How To Do The Five Rites of Rejuvenation
The Five Rites consist of five yoga-like exercises that should each be performed 21 times. If you are not familiar with yoga and breathing exercises, I recommend you to start with a repetition that is most comfortable for you. Then try to add one more repetition each day.
Speeds is not of importance. What matters is your form and your breath. Don’t look at this as a vigorous exercise, but rather as a way to energize and take care of the body.
I love doing the Five Rites outside in the open air. Preferably in the forest at a comfortable spot in the grass. I recommend you to find a place that gives you enough arm space to stretch them out sideways horizontally. Think about your bedroom, living room, balcony, hotel room, whatever is most practical in that moment is fine. It will just take up to 15 minutes of your time. Maybe even 10 when you are familiar with the movements.

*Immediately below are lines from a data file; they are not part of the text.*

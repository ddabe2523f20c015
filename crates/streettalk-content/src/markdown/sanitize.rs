//! HTML sanitization

use std::collections::HashSet;
use std::fmt;

use super::links::SAFE_URL_SCHEMES;

/// Allowlist-based HTML cleaner
///
/// Keeps ammonia's default safe tags and attributes, additionally allows
/// `target` on links and read-only task list checkboxes, forces
/// `rel="noopener noreferrer"` on every link and limits URL schemes to the
/// link allowlist.
pub struct Sanitizer {
    builder: ammonia::Builder<'static>,
}

impl Sanitizer {
    pub fn new() -> Self {
        let mut builder = ammonia::Builder::default();
        builder
            .add_tag_attributes("a", &["target"])
            .add_tags(&["input"])
            .add_tag_attributes("input", &["checked", "disabled"])
            .add_tag_attribute_values("input", "type", &["checkbox"])
            .link_rel(Some("noopener noreferrer"))
            .url_schemes(SAFE_URL_SCHEMES.iter().copied().collect::<HashSet<_>>());

        Self { builder }
    }

    pub fn clean(&self, html: &str) -> String {
        self.builder.clean(html).to_string()
    }
}

impl Default for Sanitizer {
    fn default() -> Self {
        Self::new()
    }
}

impl fmt::Debug for Sanitizer {
    fn fmt(&self, f: &mut fmt::Formatter<'_>) -> fmt::Result {
        f.debug_struct("Sanitizer").finish_non_exhaustive()
    }
}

This is my favorite rite. It makes me feel like a kid again. When you grow older you stop playing around like kids do. Jumping, crawling, twirling, spinning, climbing are not part of your daily routine anymore. So it is not weird when we get dizzy after a roller coaster ride or even a bumpy car ride.
Stand up straight with your legs hip width apart. Extend your arms to the side at shoulder level, horizontally to the floor with your palms facing downwards. Before you start spinning pick one spot in front of you on which you can focus every time you make a turn. Do not focus on anything else.
Spin in a direction that feels good to you. Breath deeply in and out of your stomach while doing so. Carefully stop when you start feeling dizzy. To help center yourself place your hands in prayer position and look at your thumbs until the blurring of the vision passes. Keep breathing deeply.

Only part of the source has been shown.